4. The simulation experiment planning and decision-making intelligent agent according to claim 1, characterized in that, The decision reasoning module uses a similarity matching algorithm to retrieve cases similar to the current experimental task from the historical process library and automatically reuses their task process framework and parameters.

5. The simulation experiment planning and decision-making intelligent agent according to claim 1, characterized in that, The closed-loop optimization module uses a large language model to perform semantic parsing on the experimental data and automatically converts it into standardized experimental results according to a preset template.

6. The simulation experiment planning and decision-making intelligent agent according to claim 5, characterized in that, The closed-loop optimization module archives the formatted experimental conclusions to the corresponding knowledge base in the knowledge base management module, which is used to update the model recommendation rules and strategy weights.

7. A simulation experiment planning and decision-making method for an intelligent agent, based on the simulation experiment planning and decision-making intelligent agent according to any one of claims 1 to 6, characterized in that, Includes the following steps: Step S1: Receive the user's natural language instructions, generate a draft of the experimental task book, and proactively ask follow-up questions to supplement key details; Step S2: Based on the confirmed experimental task sheet, query the knowledge base and output a customized experimental equipment and algorithm selection recommendation scheme; Step S3: Based on the experimental task book, match the historical process library to formulate a specific experimental process; Step S4: Perform the experiment, collect experimental conclusions, and use the language big model to automatically convert unstructured experimental data into formatted experimental conclusions; Step S5: Based on the experimental conclusions, execute the "execution-feedback-evolution" closed loop to continuously optimize the knowledge base.

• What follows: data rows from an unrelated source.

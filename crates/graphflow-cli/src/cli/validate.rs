//! `graphflow validate`: structural report for a workflow document.

use std::path::Path;

use anyhow::{Result, bail};
use comfy_table::{Cell, Color, ContentArrangement, Table, presets};
use console::style;
use graphflow_core::graph::{GraphIssue, validate_workflow_graph};

use super::read_workflow;

pub async fn handle_validate(file: &Path, json: bool) -> Result<()> {
    let graph = read_workflow(file).await?;
    let report = validate_workflow_graph(&graph.nodes, &graph.edges);

    if json {
        println!("{}", serde_json::to_string_pretty(&report)?);
    } else {
        println!();
        println!(
            "  {} Workflow '{}' ({} nodes, {} edges)",
            style("🔍").bold(),
            style(&graph.name).cyan(),
            graph.nodes.len(),
            graph.edges.len()
        );
        println!();

        if report.errors.is_empty() && report.warnings.is_empty() {
            println!("  {} No issues found", style("✓").green());
        } else {
            println!("{}", issue_table(&report.errors, &report.warnings));
        }
        println!();
    }

    if !report.is_valid {
        bail!(
            "workflow '{}' has {} error(s)",
            graph.name,
            report.errors.len()
        );
    }
    Ok(())
}

fn issue_table(errors: &[GraphIssue], warnings: &[GraphIssue]) -> Table {
    let mut table = Table::new();
    table
        .load_preset(presets::UTF8_FULL_CONDENSED)
        .set_content_arrangement(ContentArrangement::Dynamic)
        .set_header(vec![
            Cell::new("Severity").fg(Color::Cyan),
            Cell::new("Kind"),
            Cell::new("Nodes"),
            Cell::new("Message"),
        ]);

    let rows = errors
        .iter()
        .map(|i| (Cell::new("error").fg(Color::Red), i))
        .chain(
            warnings
                .iter()
                .map(|i| (Cell::new("warning").fg(Color::Yellow), i)),
        );
    for (severity, issue) in rows {
        let nodes = if issue.node_ids.is_empty() {
            "-".to_string()
        } else {
            issue.node_ids.join(", ")
        };
        table.add_row(vec![
            severity,
            Cell::new(format!("{:?}", issue.kind)),
            Cell::new(nodes),
            Cell::new(&issue.message),
        ]);
    }
    table
}

#[cfg(test)]
mod tests {
    use super::*;
    use tempfile::TempDir;

    async fn write(dir: &TempDir, body: &str) -> std::path::PathBuf {
        let path = dir.path().join("flow.json");
        tokio::fs::write(&path, body).await.unwrap();
        path
    }

    #[tokio::test]
    async fn valid_workflow_passes() {
        let tmp = TempDir::new().unwrap();
        let path = write(
            &tmp,
            r#"{
                "nodes": [
                    { "id": "t", "type": "MANUAL_TRIGGER", "name": "Start" },
                    { "id": "s", "type": "SET", "name": "Shape" }
                ],
                "edges": [ { "source": "t", "target": "s" } ]
            }"#,
        )
        .await;
        handle_validate(&path, true).await.unwrap();
    }

    #[tokio::test]
    async fn cyclic_workflow_fails() {
        let tmp = TempDir::new().unwrap();
        let path = write(
            &tmp,
            r#"{
                "nodes": [
                    { "id": "t", "type": "MANUAL_TRIGGER", "name": "Start" },
                    { "id": "a", "type": "SET", "name": "A" },
                    { "id": "b", "type": "SET", "name": "B" }
                ],
                "edges": [
                    { "source": "t", "target": "a" },
                    { "source": "a", "target": "b" },
                    { "source": "b", "target": "a" }
                ]
            }"#,
        )
        .await;
        let err = handle_validate(&path, true).await.unwrap_err();
        assert!(err.to_string().contains("error(s)"));
    }
}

8. The simulation experiment planning and decision-making method for intelligent agents according to claim 7, characterized in that, In step S1, the experimental subject, evaluation target and background scenario are identified by parsing natural language instructions, and similar cases are matched from the historical project library as a reference for generating a draft task book.

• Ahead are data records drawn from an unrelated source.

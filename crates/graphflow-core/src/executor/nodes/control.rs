//! Control-flow kinds. Each returns a [`BranchDecision`] alongside its output.

use std::time::Duration;

use chrono::Utc;
use futures_util::future::BoxFuture;
use graphflow_types::branch::{BranchDecision, IterationInfo};
use serde_json::{Value, json};

use super::ensure_resolved;
use crate::executor::{NodeContext, NodeError, NodeExecutor, NodeOutput};
use crate::expression::context::format_timestamp;
use crate::expression::eval::{deep_eq, truthy_value};

// ---------------------------------------------------------------------------
// IF
// ---------------------------------------------------------------------------

/// `{condition}`: branch `"true"` or `"false"` by truthiness.
#[derive(Debug, Clone, Copy, Default)]
pub struct ConditionExecutor;

impl NodeExecutor for ConditionExecutor {
    fn execute<'a>(&'a self, ctx: NodeContext<'a>) -> BoxFuture<'a, Result<NodeOutput, NodeError>> {
        Box::pin(async move {
            let condition = ctx
                .config
                .get("condition")
                .ok_or_else(|| NodeError::InvalidConfig("'condition' is required".into()))?;
            ensure_resolved("condition", condition)?;

            let result = truthy_value(condition);
            let branch = if result { "true" } else { "false" };
            Ok(NodeOutput::branch(
                json!({ "result": result, "branch": branch }),
                BranchDecision::new(branch).with_data(Value::Bool(result)),
            ))
        })
    }
}

// ---------------------------------------------------------------------------
// SWITCH
// ---------------------------------------------------------------------------

/// `{value, cases: [{value, branch?}], fallback?}`
#[derive(Debug, Clone, Copy, Default)]
pub struct SwitchExecutor;

impl NodeExecutor for SwitchExecutor {
    fn execute<'a>(&'a self, ctx: NodeContext<'a>) -> BoxFuture<'a, Result<NodeOutput, NodeError>> {
        Box::pin(async move {
            let value = ctx.config.get("value").cloned().unwrap_or(Value::Null);
            ensure_resolved("value", &value)?;

            let cases = match ctx.field("cases") {
                None => &[][..],
                Some(Value::Array(cases)) => cases.as_slice(),
                Some(other) => {
                    return Err(NodeError::InvalidConfig(format!(
                        "'cases' must be an array, got {other}"
                    )));
                }
            };

            let matched = cases.iter().enumerate().find(|(_, case)| {
                deep_eq(case.get("value").unwrap_or(&Value::Null), &value)
            });

            let (branch, case_index) = match matched {
                Some((i, case)) => {
                    let branch = case
                        .get("branch")
                        .and_then(Value::as_str)
                        .map(str::to_string)
                        .unwrap_or_else(|| format!("case_{i}"));
                    (branch, Some(i))
                }
                None => {
                    let fallback = ctx
                        .field("fallback")
                        .and_then(Value::as_str)
                        .unwrap_or("default");
                    (fallback.to_string(), None)
                }
            };

            Ok(NodeOutput::branch(
                json!({ "value": value, "branch": branch, "matchedCase": case_index }),
                BranchDecision::new(branch).with_data(value),
            ))
        })
    }
}

// ---------------------------------------------------------------------------
// LOOP
// ---------------------------------------------------------------------------

/// `{items, maxItems?}`: emits the item list and positions on the first item.
#[derive(Debug, Clone, Copy, Default)]
pub struct LoopExecutor;

impl NodeExecutor for LoopExecutor {
    fn execute<'a>(&'a self, ctx: NodeContext<'a>) -> BoxFuture<'a, Result<NodeOutput, NodeError>> {
        Box::pin(async move {
            let mut items = match ctx.field("items") {
                None => Vec::new(),
                Some(Value::Array(items)) => items.clone(),
                Some(other) => {
                    ensure_resolved("items", other)?;
                    vec![other.clone()]
                }
            };

            let configured_cap = ctx.services.config.max_loop_items;
            let cap = ctx
                .field("maxItems")
                .and_then(Value::as_u64)
                .map(|n| (n as usize).min(configured_cap))
                .unwrap_or(configured_cap);
            if items.len() > cap {
                tracing::warn!(
                    node_id = ctx.node.id.as_str(),
                    total = items.len(),
                    cap,
                    "truncating loop items"
                );
                items.truncate(cap);
            }

            let total = items.len();
            let decision = match items.first() {
                Some(first) => BranchDecision::new("loop").with_iteration(IterationInfo {
                    index: 0,
                    total,
                    item: Some(first.clone()),
                }),
                None => BranchDecision::new("done").with_iteration(IterationInfo {
                    index: 0,
                    total: 0,
                    item: None,
                }),
            };

            Ok(NodeOutput::branch(
                json!({ "items": items, "count": total }),
                decision,
            ))
        })
    }
}

// ---------------------------------------------------------------------------
// WAIT
// ---------------------------------------------------------------------------

/// `{amount, unit: "seconds" | "minutes" | "hours"}`: a durable sleep.
#[derive(Debug, Clone, Copy, Default)]
pub struct WaitExecutor;

fn unit_seconds(unit: &str) -> Option<f64> {
    match unit {
        "second" | "seconds" => Some(1.0),
        "minute" | "minutes" => Some(60.0),
        "hour" | "hours" => Some(3600.0),
        _ => None,
    }
}

impl NodeExecutor for WaitExecutor {
    fn execute<'a>(&'a self, ctx: NodeContext<'a>) -> BoxFuture<'a, Result<NodeOutput, NodeError>> {
        Box::pin(async move {
            let amount = ctx
                .field("amount")
                .and_then(Value::as_f64)
                .ok_or_else(|| NodeError::InvalidConfig("'amount' must be a number".into()))?;
            if amount < 0.0 {
                return Err(NodeError::InvalidConfig(format!(
                    "'amount' must not be negative, got {amount}"
                )));
            }

            let unit = ctx.field("unit").and_then(Value::as_str).unwrap_or("seconds");
            let factor = unit_seconds(unit)
                .ok_or_else(|| NodeError::InvalidConfig(format!("unknown wait unit '{unit}'")))?;

            let max = ctx.services.config.max_wait_secs as f64;
            let mut secs = amount * factor;
            if secs > max {
                tracing::warn!(
                    node_id = ctx.node.id.as_str(),
                    requested = secs,
                    max,
                    "capping wait duration"
                );
                secs = max;
            }

            ctx.services
                .durable
                .sleep(ctx.step_name, Duration::from_secs_f64(secs))
                .await;

            Ok(NodeOutput::branch(
                json!({
                    "waitedSeconds": secs,
                    "resumedAt": format_timestamp(Utc::now()),
                }),
                BranchDecision::new("resumed").with_data(json!(secs)),
            ))
        })
    }
}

9. The simulation experiment planning and decision-making method for intelligent agents according to claim 7, characterized in that, In step S4, the conversion process includes: inputting the original logs from multiple experimental simulations into the language model, and outputting structured experimental conclusions according to the format requirements of the evaluation template.

10. The simulation experiment planning and decision-making method for intelligent agents according to claim 7, characterized in that, In step S5, the optimization knowledge base includes: updating the algorithm performance records in the model performance base, the scene parameters in the environment scene base, and the experimental schemes in the historical project base based on the new data and experimental conclusions of this experiment.